• **YOUR TASK**
Work out how many lines in the records contain the word "decide", and give that number alone.

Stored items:

══════════

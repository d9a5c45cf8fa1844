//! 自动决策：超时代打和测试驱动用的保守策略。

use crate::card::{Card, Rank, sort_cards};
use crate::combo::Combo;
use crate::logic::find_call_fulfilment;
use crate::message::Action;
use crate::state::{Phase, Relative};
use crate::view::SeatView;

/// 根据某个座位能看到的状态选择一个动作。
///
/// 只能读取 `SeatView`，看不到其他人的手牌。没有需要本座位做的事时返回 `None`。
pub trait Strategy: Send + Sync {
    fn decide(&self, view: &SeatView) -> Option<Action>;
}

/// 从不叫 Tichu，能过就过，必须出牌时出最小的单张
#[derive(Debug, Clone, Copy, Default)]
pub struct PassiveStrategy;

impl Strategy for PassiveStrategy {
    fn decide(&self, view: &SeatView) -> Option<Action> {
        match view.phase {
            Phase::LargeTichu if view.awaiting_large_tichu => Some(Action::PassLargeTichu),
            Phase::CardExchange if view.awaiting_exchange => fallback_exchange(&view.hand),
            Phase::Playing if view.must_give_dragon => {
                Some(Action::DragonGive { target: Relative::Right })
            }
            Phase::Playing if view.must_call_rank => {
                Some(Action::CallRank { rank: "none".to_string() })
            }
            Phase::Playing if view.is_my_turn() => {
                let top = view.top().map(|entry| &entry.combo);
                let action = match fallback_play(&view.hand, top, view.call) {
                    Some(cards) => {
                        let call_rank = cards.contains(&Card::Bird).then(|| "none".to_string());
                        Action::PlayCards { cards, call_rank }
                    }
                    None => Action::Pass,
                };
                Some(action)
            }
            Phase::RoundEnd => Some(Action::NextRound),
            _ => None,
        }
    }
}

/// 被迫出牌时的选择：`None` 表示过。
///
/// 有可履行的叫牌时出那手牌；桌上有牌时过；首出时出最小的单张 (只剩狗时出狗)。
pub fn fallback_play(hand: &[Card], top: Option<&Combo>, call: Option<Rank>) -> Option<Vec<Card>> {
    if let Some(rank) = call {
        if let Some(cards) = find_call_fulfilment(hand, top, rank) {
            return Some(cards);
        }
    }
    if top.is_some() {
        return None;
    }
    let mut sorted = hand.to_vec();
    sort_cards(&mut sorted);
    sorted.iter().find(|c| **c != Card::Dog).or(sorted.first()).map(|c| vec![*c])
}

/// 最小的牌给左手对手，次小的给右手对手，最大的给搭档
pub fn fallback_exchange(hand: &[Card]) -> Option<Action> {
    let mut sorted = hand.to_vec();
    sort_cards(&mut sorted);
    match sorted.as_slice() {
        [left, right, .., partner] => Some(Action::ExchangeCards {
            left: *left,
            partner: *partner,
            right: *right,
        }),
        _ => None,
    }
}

══════════

• **ANSWER SPACE**
2